Moving Day

Dear PiePie,

We’ll be moving to our new home in a few hours’ time. It’s been a long time coming since we bought the place 9 months ago, but Covid delayed renovations. It’s small, as is typically the case with most housing in Singapore, but a home is defined by more than its size or wall colors or furnishings or views. When you shall eventually leave the apartment which you will call home, what you’ll remember is the people and the experiences and the memories created. It is what you’ve done in that space, rather than the space itself, that eventually sticks with you.

And so we’re excited. This new home will be likely be the place where you’ll have your earliest memories, and we can’t wait to see the things you’ll do for the first time in this apartment. We can’t wait to see you to jump off the sofa, stare at yourself in the full-length wall mirror (since you already do that with all mirrors), and inevitably bang your head on the countertop. We can’t wait for you to fill out your closet, or to choose your bed, or to decorate your walls and doors. Mostly, we can’t wait for you to grow, in a space that we hope you’ll associate with love and caring and pleasant memories.

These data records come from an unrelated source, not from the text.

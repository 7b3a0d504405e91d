//! Core traits that decouple the overlay from the window manager, the
//! windowing system and the event loop.
//!
//! The tiling logic owns workspaces, layouts and clients; the overlay only
//! reads them through [`Workspace`], [`Manager`] and [`Client`].  Drawing into
//! a real window goes through [`OverlayBackend`] and deferred work through
//! [`Timers`], so the whole pipeline can run against test doubles.

use crate::canvas::Canvas;
use crate::geometry::{Point, Rect};
use image::RgbaImage;
use std::time::Duration;

/// Native window identifier, used only to look up icons.
pub type WindowId = u32;

/// EWMH state flag marking a fullscreen client.
pub const STATE_FULLSCREEN: &str = "_NET_WM_STATE_FULLSCREEN";

//  Window-manager model

/// A managed window.
pub trait Client {
    /// Outer geometry (including decorations) in real desktop pixels.
    fn outer_geometry(&self) -> Rect;

    fn window_id(&self) -> WindowId;

    /// Current state flags, e.g. `_NET_WM_STATE_FULLSCREEN`.
    fn states(&self) -> &[String];

    fn is_fullscreen(&self) -> bool {
        self.states().iter().any(|s| s == STATE_FULLSCREEN)
    }
}

/// Read-only view of the clients arranged by one layout.
///
/// A manager is a handle: the overlay keeps it across the settle delay and
/// queries it when it actually draws.
pub trait Manager {
    type Client: Client;

    /// Every managed client, including those not currently visible.
    fn clients(&self) -> Vec<Self::Client>;

    /// The visible clients, capped to `allowed` entries.
    fn visible(&self, allowed: usize) -> Vec<Self::Client>;

    /// Whether `client` sits in the master area.
    fn is_master(&self, client: &Self::Client) -> bool;
}

/// The active layout algorithm of a workspace.
#[derive(Debug, Clone)]
pub struct Layout<M> {
    /// Layout name shown as the overlay label, e.g. `"vertical-left"`.
    pub name: String,
    pub manager: M,
}

/// A workspace as seen by the overlay.
pub trait Workspace {
    type Manager: Manager + 'static;

    fn active_layout(&self) -> Layout<Self::Manager>;
}

/// Source of the desktop region the overlay maps against.
///
/// The region may be a single monitor of a larger screen.
pub trait DesktopGeometry {
    fn dimensions(&self) -> Rect;
}

impl DesktopGeometry for Rect {
    fn dimensions(&self) -> Rect {
        *self
    }
}

/// Looks up window icons.
pub trait IconSource {
    /// An icon for `window` scaled to `width × height`, or `None` when the
    /// window has none.  Lookup failures are not errors.
    fn find_icon(&self, window: WindowId, width: u32, height: u32) -> Option<RgbaImage>;
}

/// An [`IconSource`] that never finds anything.
#[derive(Debug, Clone, Copy, Default)]
pub struct NoIcons;

impl IconSource for NoIcons {
    fn find_icon(&self, _: WindowId, _: u32, _: u32) -> Option<RgbaImage> {
        None
    }
}

//  Presentation

/// Callback invoked when the windowing system asks an overlay to close.
pub type CloseHandler = Box<dyn Fn()>;

/// Abstraction over the windowing system used to show an overlay.
///
/// All calls happen on the single event-processing context that also runs
/// [`Timers`] tasks.
pub trait OverlayBackend {
    /// A created top-level window.  It owns any subscriptions registered
    /// through [`subscribe_close`](OverlayBackend::subscribe_close).
    type Window;

    type Error: std::error::Error + 'static;

    /// Create an unmapped top-level window of exactly `width × height`.
    ///
    /// The window is kept out of taskbars and pagers, stacked above other
    /// windows, undecorated and not resizable.
    fn create(&mut self, width: u32, height: u32) -> Result<Self::Window, Self::Error>;

    /// Call `handler` when the window is asked to close out of band.
    fn subscribe_close(&mut self, window: &mut Self::Window, handler: CloseHandler);

    /// Copy the canvas pixels into the window.
    fn paint(&mut self, window: &mut Self::Window, canvas: &Canvas);

    /// Make the window visible with its top-left corner at `origin`.
    fn map(&mut self, window: &mut Self::Window, origin: Point);

    /// Drop every subscription of `window`, then destroy it.
    fn destroy(&mut self, window: Self::Window);
}

/// One-shot task scheduling on the event context.
///
/// Tasks are fire-and-forget: scheduling never blocks, and a task runs once
/// after at least `delay`.
pub trait Timers {
    fn schedule(&self, delay: Duration, task: Box<dyn FnOnce()>);
}


#[cfg(test)]
mod tests {
    use super::mock::*;
    use super::*;
    use std::cell::RefCell;
    use std::rc::Rc;

    #[test]
    fn captured_logs_are_per_call() {
        let logs = capture_logs(|| log::warn!("first"));
        assert_eq!(logs, vec![(log::Level::Warn, "first".to_string())]);
        log::warn!("outside");
        assert!(capture_logs(|| {}).is_empty());
    }

    #[test]
    fn fullscreen_flag_detected() {
        let c = MockClient::new(1, Rect::default());
        assert!(!c.is_fullscreen());
        let mut c = c.fullscreen();
        assert!(c.is_fullscreen());
        c.states = vec!["_NET_WM_STATE_ABOVE".into()];
        assert!(!c.is_fullscreen());
    }

    #[test]
    fn rect_is_its_own_desktop_geometry() {
        let r = Rect::new(1920, 0, 1280, 1024);
        assert_eq!(r.dimensions(), r);
    }

    #[test]
    fn manual_timers_run_in_deadline_order() {
        let timers = ManualTimers::default();
        let log = Rc::new(RefCell::new(Vec::new()));
        for (name, ms) in [("late", 300u64), ("early", 100), ("mid", 200)] {
            let log = log.clone();
            timers.schedule(
                Duration::from_millis(ms),
                Box::new(move || log.borrow_mut().push(name)),
            );
        }
        timers.advance(Duration::from_millis(250));
        assert_eq!(*log.borrow(), vec!["early", "mid"]);
        timers.advance(Duration::from_millis(50));
        assert_eq!(*log.borrow(), vec!["early", "mid", "late"]);
        assert_eq!(timers.pending(), 0);
    }

    #[test]
    fn manual_timers_allow_nested_scheduling() {
        let timers = ManualTimers::default();
        let fired = Rc::new(RefCell::new(false));
        {
            let inner_timers = timers.clone();
            let fired = fired.clone();
            timers.schedule(
                Duration::from_millis(10),
                Box::new(move || {
                    inner_timers.schedule(
                        Duration::from_millis(10),
                        Box::new(move || *fired.borrow_mut() = true),
                    );
                }),
            );
        }
        timers.advance(Duration::from_millis(15));
        assert!(!*fired.borrow());
        timers.advance(Duration::from_millis(5));
        assert!(*fired.borrow());
    }
}
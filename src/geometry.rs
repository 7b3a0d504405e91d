//! Desktop and overlay coordinates.
//!
//! Real desktop pixels are mapped onto the overlay canvas by integer
//! division through [`SCALE`].  Callers subtract the desktop origin before
//! scaling so on-desktop geometry never scales to a negative position.

/// Divisor between real desktop pixels and overlay canvas pixels.
pub const SCALE: i32 = 10;

/// A point in pixels.
#[derive(Debug, Clone, Copy, Default, PartialEq, Eq)]
pub struct Point {
    pub x: i32,
    pub y: i32,
}

/// An axis-aligned rectangle: origin plus size, in pixels.
#[derive(Debug, Clone, Copy, Default, PartialEq, Eq)]
pub struct Rect {
    pub x: i32,
    pub y: i32,
    pub width: i32,
    pub height: i32,
}

impl Rect {
    pub fn new(x: i32, y: i32, width: i32, height: i32) -> Self {
        Self {
            x,
            y,
            width,
            height,
        }
    }

    /// Top-left corner.
    pub fn origin(&self) -> Point {
        Point {
            x: self.x,
            y: self.y,
        }
    }

    /// This rectangle expressed relative to `origin`.
    pub fn relative_to(&self, origin: Point) -> Self {
        Self::new(self.x - origin.x, self.y - origin.y, self.width, self.height)
    }

    /// Whether `point` lies inside, with the right and bottom edges excluded.
    pub fn contains(&self, point: Point) -> bool {
        point.x >= self.x
            && point.y >= self.y
            && point.x < self.x.saturating_add(self.width)
            && point.y < self.y.saturating_add(self.height)
    }

    /// This rectangle in overlay canvas coordinates.
    pub fn scaled(&self) -> Self {
        let (x, y, width, height) = scale(self.x, self.y, self.width, self.height);
        Self::new(x, y, width, height)
    }
}

/// Scale real desktop geometry down to canvas geometry.
///
/// Plain integer division (truncating) of all four inputs by [`SCALE`].
pub fn scale(x: i32, y: i32, w: i32, h: i32) -> (i32, i32, i32, i32) {
    (x / SCALE, y / SCALE, w / SCALE, h / SCALE)
}

/// Find the output containing the screen position `origin`.
///
/// Returns the output's index in `outputs` and `origin` relative to that
/// output's top-left corner, or `None` when no output contains it.
pub fn place_on(outputs: &[Rect], origin: Point) -> Option<(usize, Point)> {
    outputs
        .iter()
        .position(|output| output.contains(origin))
        .map(|i| {
            let output = outputs[i];
            (
                i,
                Point {
                    x: origin.x - output.x,
                    y: origin.y - output.y,
                },
            )
        })
}
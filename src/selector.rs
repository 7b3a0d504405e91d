//! Which clients the overlay draws, and in which color.

use crate::traits::{Client, Manager};

/// Name of the layout that shows a single maximized client.
pub const FULLSCREEN_LAYOUT: &str = "fullscreen";

/// Color role of a drawn client.
#[derive(Debug, Clone, Copy, PartialEq, Eq)]
pub enum Role {
    Master,
    Slave,
}

/// Pick the clients to draw for `layout`, in manager order.
///
/// Normally every managed client is drawn.  When any of them is fullscreen,
/// or the layout itself is [`FULLSCREEN_LAYOUT`], only the single visible
/// client is drawn.  Under the fullscreen layout every drawn client is a
/// master.
pub fn select_clients<M: Manager>(manager: &M, layout: &str) -> Vec<(M::Client, Role)> {
    let fullscreen_layout = layout == FULLSCREEN_LAYOUT;

    // Detection looks at the full set; drawing uses the re-fetched subset.
    let all = manager.clients();
    let clients = if fullscreen_layout || all.iter().any(|c| c.is_fullscreen()) {
        manager.visible(1)
    } else {
        all
    };

    clients
        .into_iter()
        .map(|c| {
            let role = if fullscreen_layout || manager.is_master(&c) {
                Role::Master
            } else {
                Role::Slave
            };
            (c, role)
        })
        .collect()
}

#[cfg(test)]
mod tests {
    use super::*;
    use crate::geometry::Rect;
    use crate::traits::mock::{MockClient, MockManager};

    fn rect() -> Rect {
        Rect::new(0, 0, 100, 100)
    }

    fn ids(selected: &[(MockClient, Role)]) -> Vec<(u32, Role)> {
        selected.iter().map(|(c, r)| (c.id, *r)).collect()
    }

    #[test]
    fn all_clients_with_roles() {
        let mg = MockManager::new(vec![
            MockClient::new(1, rect()).master(),
            MockClient::new(2, rect()),
            MockClient::new(3, rect()).hidden(),
        ]);
        let selected = select_clients(&mg, "vertical-left");
        assert_eq!(
            ids(&selected),
            vec![(1, Role::Master), (2, Role::Slave), (3, Role::Slave)]
        );
        assert!(mg.visible_queries.borrow().is_empty());
    }

    #[test]
    fn fullscreen_client_restricts_to_one_visible() {
        let mg = MockManager::new(vec![
            MockClient::new(1, rect()).hidden().fullscreen(),
            MockClient::new(2, rect()),
            MockClient::new(3, rect()).master(),
        ]);
        let selected = select_clients(&mg, "horizontal-top");
        assert_eq!(ids(&selected), vec![(2, Role::Slave)]);
        assert_eq!(*mg.visible_queries.borrow(), vec![1]);
    }

    #[test]
    fn fullscreen_layout_draws_visible_as_master() {
        let mg = MockManager::new(vec![
            MockClient::new(1, rect()).hidden(),
            MockClient::new(2, rect()),
            MockClient::new(3, rect()),
        ]);
        let selected = select_clients(&mg, FULLSCREEN_LAYOUT);
        assert_eq!(ids(&selected), vec![(2, Role::Master)]);
    }

    #[test]
    fn empty_manager_selects_nothing() {
        let mg = MockManager::new(Vec::new());
        assert!(select_clients(&mg, FULLSCREEN_LAYOUT).is_empty());
        assert!(select_clients(&mg, "vertical-right").is_empty());
    }
}
#![cfg_attr(deny_warnings, deny(warnings))]
#![cfg_attr(deny_warnings, deny(missing_docs))]
#![cfg_attr(docsrs, feature(doc_cfg, doc_auto_cfg))]

//! Turn plain Rust functions and structs into ONNX Runtime custom operators.
//!
//! ONNX Runtime loads custom operators through a C ABI: a plugin hands the runtime an `OrtCustomOp` vtable, and the
//! runtime queries it for the operator name, its execution provider and the element types of its inputs and
//! outputs, then creates kernels and runs them through it. Writing such a vtable by hand means pulling every input
//! out of an opaque kernel context by index and keeping the reported schema in sync with that code.
//!
//! This crate derives both from the parameter list of a compute function. The function below declares one `f32`
//! input and one `f32` output, and its inputs are read and its output allocated through typed views:
//! ```rust,ignore
//! use ort_lite_op::tensor::Tensor;
//! use ort_lite_op::{create_lite_custom_op, Result, CPU_EXECUTION_PROVIDER};
//!
//! fn filter(x: &Tensor<f32>, z: &mut Tensor<f32>) -> Result<()> {
//!     let kept = x.data().iter().copied().filter(|v| *v > 2.0).collect::<Vec<_>>();
//!     z.allocate(&[kept.len() as i64])?.copy_from_slice(&kept);
//!     Ok(())
//! }
//!
//! let mut op = create_lite_custom_op(host, "Filter", CPU_EXECUTION_PROVIDER, filter)?;
//! assert_eq!(op.input_types(), &[ElementType::Float]);
//! // hand the vtable to the host, e.g. `CustomOpDomain_Add(domain, op.as_mut_ptr())`
//! ```
//!
//! Operators that keep state between invocations implement [`CustomOp`] and register one of their methods, see
//! [`create_lite_custom_struct_op`]. The available parameter kinds are listed in the [`signature`] module.
//!
//! All host calls go through the [`HostApi`](host::HostApi) trait. [`OrtHost`](host::OrtHost) implements it over
//! the runtime's `OrtApi` function table. Errors are reported to the host as statuses, panics in user code included, see
//! [`Error`].
//!
//! ## Cargo Features
//! - `ndarray`:
//!     Conversions between tensor views and `ndarray` array views.
//!     Adds a dependency to the `ndarray` crate.
//!     This feature is enabled by default.
//! - `half`:
//!     Support for half precision floating point numbers using the [`half`](https://docs.rs/half/latest/half/) crate.
//!     Without it [`scalar::f16`] and [`scalar::bf16`] are plain bit containers.
//!     This feature is enabled by default.
//! - `cuda`:
//!     The `&CudaContext` parameter kind, giving a compute function the stream and library handles of the CUDA
//!     execution provider.
//! - `dml`:
//!     The `&DmlContext` parameter kind for the DirectML execution provider.
//!
//! By default the `half` and `ndarray` features are enabled.

#[macro_use]
mod private;
#[cfg(any(feature = "cuda", feature = "dml"))]
pub mod device;
mod error;
pub mod host;
mod op;
pub mod scalar;
pub mod signature;
pub mod tensor;
pub mod util;

pub use error::{Error, ErrorCode, Result};
pub use op::{CustomOp, LiteCustomOp};
pub use ort_lite_op_sys as sys;
pub use signature::CPU_EXECUTION_PROVIDER;

use host::HostApi;
use op::{FunctionOp, StructOp};
use signature::{ComputeFn, ComputeMethod};

/// Create the descriptor of an operator computed by a free function or closure.
///
/// The parameter list of `compute_fn` defines the operator signature, see the [`signature`] module. The function
/// is copied into every kernel the host creates.
///
/// # Errors
///
/// Fails if `op_name` or `execution_provider` contain a NUL byte.
pub fn create_lite_custom_op<H, F, M>(
    host: H,
    op_name: &str,
    execution_provider: &str,
    compute_fn: F,
) -> Result<LiteCustomOp>
where
    H: HostApi + 'static,
    F: ComputeFn<M> + Clone,
    M: 'static,
{
    LiteCustomOp::new(
        host,
        op_name,
        execution_provider,
        FunctionOp::<F, M>::new(compute_fn),
    )
}

/// Create the descriptor of an operator implemented by a [`CustomOp`] type `T`.
///
/// `compute` is a method of `T` taking `&self`, usually `T::compute`. The parameters after the receiver define the
/// operator signature like the ones of a compute function. A `T` is constructed for every kernel the host creates.
///
/// # Errors
///
/// Fails if `op_name` or `execution_provider` contain a NUL byte.
pub fn create_lite_custom_struct_op<H, T, F, M>(
    host: H,
    op_name: &str,
    execution_provider: &str,
    compute: F,
) -> Result<LiteCustomOp>
where
    H: HostApi + 'static,
    T: CustomOp,
    F: ComputeMethod<T, M> + Clone,
    M: 'static,
{
    LiteCustomOp::new(
        host,
        op_name,
        execution_provider,
        StructOp::<T, F, M>::new(compute),
    )
}

#[cfg(test)]
mod tests;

As with all moving, as we embrace something new, we are letting something go as well. And while we weren’t here for very long – just over 18 months – it was the very first place you stayed in.

This was your grandpa’s apartment. It’s a tad bigger than our new place (~1.4x bigger), but it’s also quite a bit further from town. That didn’t matter though, as Covid had us locked in the place for months on end. And while you won’t remember any of the things you did here, your mom and I certainly will. We will remember you being rudely awaken by loud car revs at 6am on a Saturday morning (turns out it was a bunch of groomsmen picking up the bride). We will remember rocking you to sleep as a baby, even as you got heavier and started to scratch our arms. We will remember the days spent watching BTS and Cocomelon and Moana and Pao de Queijo. We will remember your first birthday being celebrated in confinement, and your amazing ability to scale the nets and rock walls at the playground downstairs. Mostly, we’ll remember that you first entered grandpa’s house as a tiny tot not much longer than our forearm, and left as a walking, screaming, smiling toddler who understands when we tell you not to do something, but still do so anyways.

For me, I am simply grateful that your grandpa was able to be such an active participant in the earliest part of your life. You would love to be carried by him because he lets you grab things that we deliberately put out of reach on the highest shelves. Because he lets you open the fridge to feel the cool air even when the fridge beeps in displeasure for having the door open too long. You would love to go to him when he comes home, to take the bread he buys for breakfast the next day, and proceed to squish and remould the bread. And he would be happy for you to do so.

I think he really enjoyed your presence. Even as your screams woke him up in the morning and during afternoon naps. Even as he had to be super quiet in doing anything around the house when you’re sleeping. Even as your toys and playmat took over his entire living room and kitchen and bedrooms. I am simply glad, both for you and for him, that however short this time together has been, you once lived with your grandpa.

I am also glad that I had the opportunity to live with him during adulthood, with my family in tow, although I’ve never said this to him. Thanks grandpa, for having me back.

And now we look ahead. To a new apartment. To a new home. To new memories.